Vw, Vd, -Vd, -Ve are respectively applied to the first bias terminal to the fourth bias terminal of C, and the fifth bias terminal to the eighth bias of the STN segment drive IC when the reference voltage is 0 volt. 2Vd, 0, 0, -2Vd are applied to the terminals respectively, and the common drive IC for STN drive and the segment drive IC
The control signal terminal has a process of applying "high" data during the first half pixel period and applying "low" data during the second half pixel period, and the voltage Vw changes the arrangement of the ferroelectric liquid crystal to the second state. And the voltage of 2Vd does not change the alignment of the liquid crystal, and the voltage of -Ve
Is a driving method of a ferroelectric liquid crystal display element in which the liquid crystal alignment is not changed and the voltage −Ve−2Vd converts the liquid crystal to the first state. 9. The method of driving a ferroelectric liquid crystal display device according to claim 8, wherein the voltage −Ve is equal to the voltage −2Vd. 10. A ferroelectric liquid crystal display element driven by a general STN driving IC group, comprising: a first power supply, a second power supply, and a first power supply and a second power supply.
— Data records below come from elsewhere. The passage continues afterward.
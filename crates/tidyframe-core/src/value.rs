//! Cell values and the total ordering used by sorting and grouping.

use serde::{Deserialize, Serialize};
use std::cmp::Ordering;

use crate::schema::DataType;

/// Shared missing marker for call sites that need a `&Value` with a
/// `'static` lifetime.
pub static MISSING: Value = Value::Missing;

/// One cell of a table: a typed value or the explicit missing marker.
#[derive(Debug, Clone, PartialEq, Serialize, Deserialize)]
pub enum Value {
    Missing,
    Bool(bool),
    Int(i64),
    Float(f64),
    Str(String),
}

impl Value {
    /// The declared type this value satisfies, if it is not missing.
    pub fn data_type(&self) -> Option<DataType> {
        match self {
            Value::Missing => None,
            Value::Bool(_) => Some(DataType::Bool),
            Value::Int(_) => Some(DataType::Int),
            Value::Float(_) => Some(DataType::Float),
            Value::Str(_) => Some(DataType::Str),
        }
    }

    pub fn is_missing(&self) -> bool {
        matches!(self, Value::Missing)
    }

    /// True when this value may legally occupy a column of `dt`.
    /// Missing is acceptable for any type; nullability is checked separately.
    pub fn fits(&self, dt: DataType) -> bool {
        match self.data_type() {
            None => true,
            Some(got) => got == dt,
        }
    }

    /// Canonical string rendering, used by the gather coerce-to-string
    /// policy. Missing has no rendering and stays missing.
    pub fn render(&self) -> Option<String> {
        match self {
            Value::Missing => None,
            Value::Bool(b) => Some(b.to_string()),
            Value::Int(i) => Some(i.to_string()),
            Value::Float(f) => Some(f.to_string()),
            Value::Str(s) => Some(s.clone()),
        }
    }
}

/// Compare two values for sorting.
///
/// Missing orders after every concrete value, so an ascending sort puts
/// missing last and a descending sort (the reversed comparator) puts it
/// first. NaN orders after all other floats; NaN compares equal to NaN.
pub fn value_cmp(a: &Value, b: &Value) -> Ordering {
    use Value::*;

    match (a, b) {
        (Missing, Missing) => Ordering::Equal,
        (Missing, _) => Ordering::Greater,
        (_, Missing) => Ordering::Less,
        (Bool(x), Bool(y)) => x.cmp(y),
        (Int(x), Int(y)) => x.cmp(y),
        (Float(x), Float(y)) => {
            if x.is_nan() && y.is_nan() {
                Ordering::Equal
            } else if x.is_nan() {
                Ordering::Greater
            } else if y.is_nan() {
                Ordering::Less
            } else {
                x.partial_cmp(y).unwrap_or(Ordering::Equal)
            }
        }
        (Str(x), Str(y)) => x.cmp(y),
        // Mixed types cannot occur within a well-typed column; order by
        // variant so the comparator stays total anyway.
        _ => type_order(a).cmp(&type_order(b)),
    }
}

/// Assign a numeric order to value variants for mixed-type comparisons
/// and for hashing discriminants.
pub(crate) fn type_order(v: &Value) -> u8 {
    use Value::*;
    match v {
        Missing => 0,
        Bool(_) => 1,
        Int(_) => 2,
        Float(_) => 3,
        Str(_) => 4,
    }
}
//! Row restriction with three-valued predicate evaluation.
//!
//! A comparison against a missing cell is *unknown*, not false: unknown
//! propagates through `Not`/`All`/`Any` the Kleene way, and a row whose
//! overall result is unknown is excluded. Missing never raises and never
//! admits a row.

use std::cmp::Ordering;
use std::sync::Arc;

use tidyframe_core::prelude::{Error, Result, Row, Schema, Table, TableBuilder, Value};
use tidyframe_core::value::value_cmp;

use crate::traits::Verb;

#[derive(Debug, Clone, Copy, PartialEq, Eq)]
pub enum CmpOp {
    Eq,
    Ne,
    Lt,
    Le,
    Gt,
    Ge,
}

/// Predicate tree. `Row` wraps an arbitrary pure row function; the
/// structured variants are schema-checked up front.
#[derive(Clone)]
pub enum Predicate {
    Cmp {
        column: String,
        op: CmpOp,
        literal: Value,
    },
    All(Vec<Predicate>),
    Any(Vec<Predicate>),
    Not(Box<Predicate>),
    Row(Arc<dyn Fn(&Row<'_>) -> bool + Send + Sync>),
}

impl Predicate {
    pub fn cmp(column: impl Into<String>, op: CmpOp, literal: Value) -> Self {
        Predicate::Cmp {
            column: column.into(),
            op,
            literal,
        }
    }

    pub fn row<F>(f: F) -> Self
    where
        F: Fn(&Row<'_>) -> bool + Send + Sync + 'static,
    {
        Predicate::Row(Arc::new(f))
    }

    /// Validate column references and literal types against a schema.
    fn check(&self, schema: &Schema) -> Result<()> {
        match self {
            Predicate::Cmp {
                column, literal, ..
            } => {
                let idx = schema.require(column)?;
                let field = &schema.fields[idx];
                if literal.is_missing() {
                    return Err(Error::TypeConflict(format!(
                        "predicate literal for '{}' may not be missing",
                        column
                    )));
                }
                if !literal.fits(field.data_type) {
                    return Err(Error::TypeConflict(format!(
                        "predicate literal {:?} does not match column '{}' of type {}",
                        literal, column, field.data_type
                    )));
                }
                Ok(())
            }
            Predicate::All(ps) | Predicate::Any(ps) => {
                ps.iter().try_for_each(|p| p.check(schema))
            }
            Predicate::Not(p) => p.check(schema),
            Predicate::Row(_) => Ok(()),
        }
    }

    /// Three-valued evaluation: `None` is unknown (missing involved).
    fn eval(&self, row: &Row<'_>) -> Option<bool> {
        match self {
            Predicate::Cmp {
                column,
                op,
                literal,
            } => {
                let cell = row.get(column)?;
                if cell.is_missing() {
                    return None;
                }
                let ord = value_cmp(cell, literal);
                Some(match op {
                    CmpOp::Eq => ord == Ordering::Equal,
                    CmpOp::Ne => ord != Ordering::Equal,
                    CmpOp::Lt => ord == Ordering::Less,
                    CmpOp::Le => ord != Ordering::Greater,
                    CmpOp::Gt => ord == Ordering::Greater,
                    CmpOp::Ge => ord != Ordering::Less,
                })
            }
            Predicate::All(ps) => {
                let mut unknown = false;
                for p in ps {
                    match p.eval(row) {
                        Some(false) => return Some(false),
                        None => unknown = true,
                        Some(true) => {}
                    }
                }
                if unknown {
                    None
                } else {
                    Some(true)
                }
            }
            Predicate::Any(ps) => {
                let mut unknown = false;
                for p in ps {
                    match p.eval(row) {
                        Some(true) => return Some(true),
                        None => unknown = true,
                        Some(false) => {}
                    }
                }
                if unknown {
                    None
                } else {
                    Some(false)
                }
            }
            Predicate::Not(p) => p.eval(row).map(|b| !b),
            Predicate::Row(f) => Some(f(row)),
        }
    }
}

/// Retains rows where the predicate holds; relative row order is preserved.
pub struct Filter {
    pub predicate: Predicate,
}

impl Filter {
    pub fn new(predicate: Predicate) -> Self {
        Self { predicate }
    }

    /// Shorthand for a filter built from a pure row function.
    pub fn with_fn<F>(f: F) -> Self
    where
        F: Fn(&Row<'_>) -> bool + Send + Sync + 'static,
    {
        Self::new(Predicate::row(f))
    }
}

impl Verb for Filter {
    fn name(&self) -> &'static str {
        "filter"
    }

    fn output_schema(&self, input: &Schema) -> Result<Schema> {
        self.predicate.check(input)?;
        Ok(input.clone())
    }

    fn apply(&self, input: &Table) -> Result<Table> {
        let schema = self.output_schema(input.schema())?;

        let mut out = TableBuilder::new(schema);
        for row in input.rows() {
            if self.predicate.eval(&row) == Some(true) {
                out.push_row(row.to_vec())?;
            }
        }
        out.finish()
    }
}
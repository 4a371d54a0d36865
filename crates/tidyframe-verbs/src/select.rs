//! Column projection.

use tidyframe_core::prelude::{Result, Schema, Selector, Table};

use crate::traits::Verb;

/// Projects to the columns named by a selector. Row order and count are
/// preserved; `Columns` selectors keep selector order, `AllBut` keeps
/// schema order.
pub struct Select {
    pub selector: Selector,
}

impl Select {
    pub fn new(selector: Selector) -> Self {
        Self { selector }
    }
}

impl Verb for Select {
    fn name(&self) -> &'static str {
        "select"
    }

    fn output_schema(&self, input: &Schema) -> Result<Schema> {
        let indices = self.selector.resolve(input)?;
        Schema::new(indices.iter().map(|&i| input.fields[i].clone()).collect())
    }

    fn apply(&self, input: &Table) -> Result<Table> {
        let schema = self.output_schema(input.schema())?;
        let indices = self.selector.resolve(input.schema())?;

        let columns = indices
            .iter()
            .map(|&i| input.column(i).unwrap_or_default().to_vec())
            .collect();

        Table::new(schema, columns)
    }
}
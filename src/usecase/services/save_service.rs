use std::path::Path;
use std::sync::Arc;

use tracing::{info, warn};

use crate::domain::entities::table::Table;
use crate::domain::entities::workbook::{
    same_sheet_name, sheet_position, validate_sheet_name, NamedSheet, SheetGrid,
};
use crate::error::{CoreError, CoreResult};
use crate::usecase::ports::store::WorkbookStore;

pub struct SaveService {
    store: Arc<dyn WorkbookStore>,
}

impl SaveService {
    pub fn new(store: Arc<dyn WorkbookStore>) -> Self {
        Self { store }
    }

    /// Replaces (or appends) `target` with `table` and rewrites the workbook; every other
    /// sheet is written back exactly as it was read.
    pub fn merge_save(&self, path: &Path, target: &str, table: &Table) -> CoreResult<()> {
        self.rewrite(path, |sheets| {
            match sheet_position(sheets, target) {
                // The stored spelling wins when the match is case-insensitive.
                Some(idx) => sheets[idx].grid = SheetGrid::from(table),
                None => {
                    validate_sheet_name(target)?;
                    sheets.push(NamedSheet::from_table(target, table));
                }
            }
            Ok(())
        })?;
        info!(
            path = %path.display(),
            sheet = target,
            columns = table.column_count(),
            rows = table.row_count(),
            "merge-saved sheet"
        );
        Ok(())
    }

    /// Writes a brand-new workbook; refuses to overwrite an existing file.
    pub fn create_workbook(&self, path: &Path, sheets: &[(&str, Table)]) -> CoreResult<()> {
        if path.exists() {
            return Err(CoreError::AlreadyExists {
                path: path.to_path_buf(),
            });
        }
        if sheets.is_empty() {
            return Err(CoreError::format(path, "a workbook needs at least one sheet"));
        }
        let mut named: Vec<NamedSheet> = Vec::with_capacity(sheets.len());
        for (name, table) in sheets {
            validate_sheet_name(name)?;
            if named.iter().any(|sheet| same_sheet_name(&sheet.name, name)) {
                return Err(CoreError::DuplicateName {
                    name: name.to_string(),
                });
            }
            named.push(NamedSheet::from_table(*name, table));
        }
        self.store.write_workbook(path, &named)?;
        info!(path = %path.display(), sheets = named.len(), "created workbook");
        Ok(())
    }

    /// Reads every sheet fresh, lets `edit` reshape the list, then writes the result.
    ///
    /// `edit` runs before anything touches the file, so its errors leave storage unchanged.
    pub(crate) fn rewrite<F>(&self, path: &Path, edit: F) -> CoreResult<()>
    where
        F: FnOnce(&mut Vec<NamedSheet>) -> CoreResult<()>,
    {
        if !path.exists() {
            return Err(CoreError::NotFound {
                path: path.to_path_buf(),
            });
        }
        let mut sheets = self.store.read_workbook(path)?;
        if let Err(err) = edit(&mut sheets) {
            warn!(path = %path.display(), error = %err, "rejected workbook change");
            return Err(err);
        }
        if sheets.is_empty() {
            return Err(CoreError::format(path, "a workbook needs at least one sheet"));
        }
        self.store.write_workbook(path, &sheets)
    }
}
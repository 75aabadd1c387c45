//! Workbook editing core: load one sheet as an editable table, reshape it, and merge-save it
//! back without disturbing the other sheets of the file.

use std::path::Path;
use std::sync::Arc;

pub mod config;
pub mod domain;
pub mod error;
pub mod infra;
pub mod logging;
pub mod usecase;


pub use config::AppConfig;
pub use domain::entities::cell::{CellValue, SerialDateTime};
pub use domain::entities::edit::{CellKey, StagedEdits};
pub use domain::entities::table::{disambiguate_headers, Table};
pub use error::{CoreError, CoreResult, ErrorKind};
pub use infra::store::{FileWorkbookStore, WorkbookFormat};
pub use usecase::services::catalog_service::CatalogService;
pub use usecase::services::save_service::SaveService;
pub use usecase::services::sheet_service::SheetService;

fn file_store() -> Arc<FileWorkbookStore> {
    Arc::new(FileWorkbookStore)
}

pub fn list_sheets(path: &Path) -> CoreResult<Vec<String>> {
    SheetService::new(file_store()).list_sheets(path)
}

pub fn load_sheet(path: &Path, sheet: &str) -> CoreResult<Table> {
    SheetService::new(file_store()).load_sheet(path, sheet)
}

pub fn merge_save(path: &Path, sheet: &str, table: &Table) -> CoreResult<()> {
    SaveService::new(file_store()).merge_save(path, sheet, table)
}

pub fn create_workbook(path: &Path, sheets: &[(&str, Table)]) -> CoreResult<()> {
    SaveService::new(file_store()).create_workbook(path, sheets)
}

pub fn add_sheet(path: &Path, name: &str) -> CoreResult<()> {
    CatalogService::new(file_store()).add_sheet(path, name)
}

pub fn delete_sheet(path: &Path, name: &str) -> CoreResult<()> {
    CatalogService::new(file_store()).delete_sheet(path, name)
}

pub fn rename_sheet(path: &Path, from: &str, to: &str) -> CoreResult<()> {
    CatalogService::new(file_store()).rename_sheet(path, from, to)
}
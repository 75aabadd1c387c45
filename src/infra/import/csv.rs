use std::path::Path;

use crate::domain::entities::cell::CellValue;
use crate::domain::entities::workbook::{NamedSheet, SheetGrid};
use crate::error::{CoreError, CoreResult};

/// A csv file is a workbook with one sheet named after the file stem.
pub fn sheet_name(csv_path: &Path) -> String {
    csv_path
        .file_stem()
        .and_then(|name| name.to_str())
        .filter(|name| !name.is_empty())
        .unwrap_or("Sheet1")
        .to_string()
}

/// Reads every record as text; short records are padded to the widest one.
pub fn read_csv_grid(csv_path: &Path) -> CoreResult<SheetGrid> {
    if !csv_path.exists() {
        return Err(CoreError::NotFound {
            path: csv_path.to_path_buf(),
        });
    }
    let mut reader = csv::ReaderBuilder::new()
        .has_headers(false)
        .flexible(true)
        .from_path(csv_path)
        .map_err(|err| CoreError::format(csv_path, err))?;

    let mut rows: Vec<Vec<CellValue>> = Vec::new();
    for record in reader.records() {
        let record = record.map_err(|err| CoreError::format(csv_path, err))?;
        rows.push(record.iter().map(CellValue::text).collect());
    }
    let width = rows.iter().map(Vec::len).max().unwrap_or(0);
    for row in &mut rows {
        row.resize(width, CellValue::Empty);
    }
    Ok(SheetGrid { origin: (0, 0), rows })
}

pub fn read_csv_sheet(csv_path: &Path) -> CoreResult<NamedSheet> {
    Ok(NamedSheet::new(sheet_name(csv_path), read_csv_grid(csv_path)?))
}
First to sixth resistors connected in series with each other, a variable resistor having one end connected to the sixth resistor and the other end connected to a second power supply, and one end is a connection point of each resistor group. And six output terminals of the first buffer to the sixth buffer connected to each other, and the connection point of the first resistor and the first power supply and the output terminal groups of the first buffer to the sixth buffer respectively for driving the STN. I
The first bias terminal, the fifth bias terminal, the second bias terminal, the sixth bias terminal, the seventh bias terminal, the third bias terminal, the eighth bias terminal, and the fourth bias terminal of C are sequentially connected, and When the output voltage of the third buffer is used as a reference, the output voltage of the connection point of the first power supply and the first resistor causes the liquid crystal to be converted into the second state, and the output voltage of the third buffer is used as a reference, and 2Vd is ferroelectric. The output voltage of the first buffer is 2Vd, the output voltage of the second buffer is Vd, the output voltage of the fourth buffer is -Vd, and the output of the fifth buffer is The voltage is −2Vd, the output voltage of the third buffer is used as a reference, −Ve does not change the liquid crystal alignment, but −Ve−2Vd is the sixth voltage when the liquid crystal alignment is changed to the first state. Buffer Bias voltage generating circuit, wherein the power voltage is -Ve. 11. The bias voltage generating circuit according to claim 10, wherein the sixth resistor and the sixth buffer are not provided and the fourth bias terminal of the STN driving IC is connected to the fifth buffer. . 12. The bias voltage generation circuit applied to each drive IC group according to claim 10, wherein the resistance value of the first resistor is twice the resistance value of the second resistor. 13. The bias voltage generating circuit applied to each drive IC group according to claim 10, wherein the second resistance value to the fifth resistance value are equal to each other. 14. The drive IC group according to claim 10, further comprising a diode between the first power supply and the first resistor for preventing a reverse current due to a reverse voltage. Applied bias voltage generation circuit. 15. The capacitor according to claim 10, further comprising a capacitor having one end connected between the first power supply and the first resistor and the other end connected to ground to remove a high frequency component. A bias voltage generation circuit applied to each drive IC group described in the paragraph.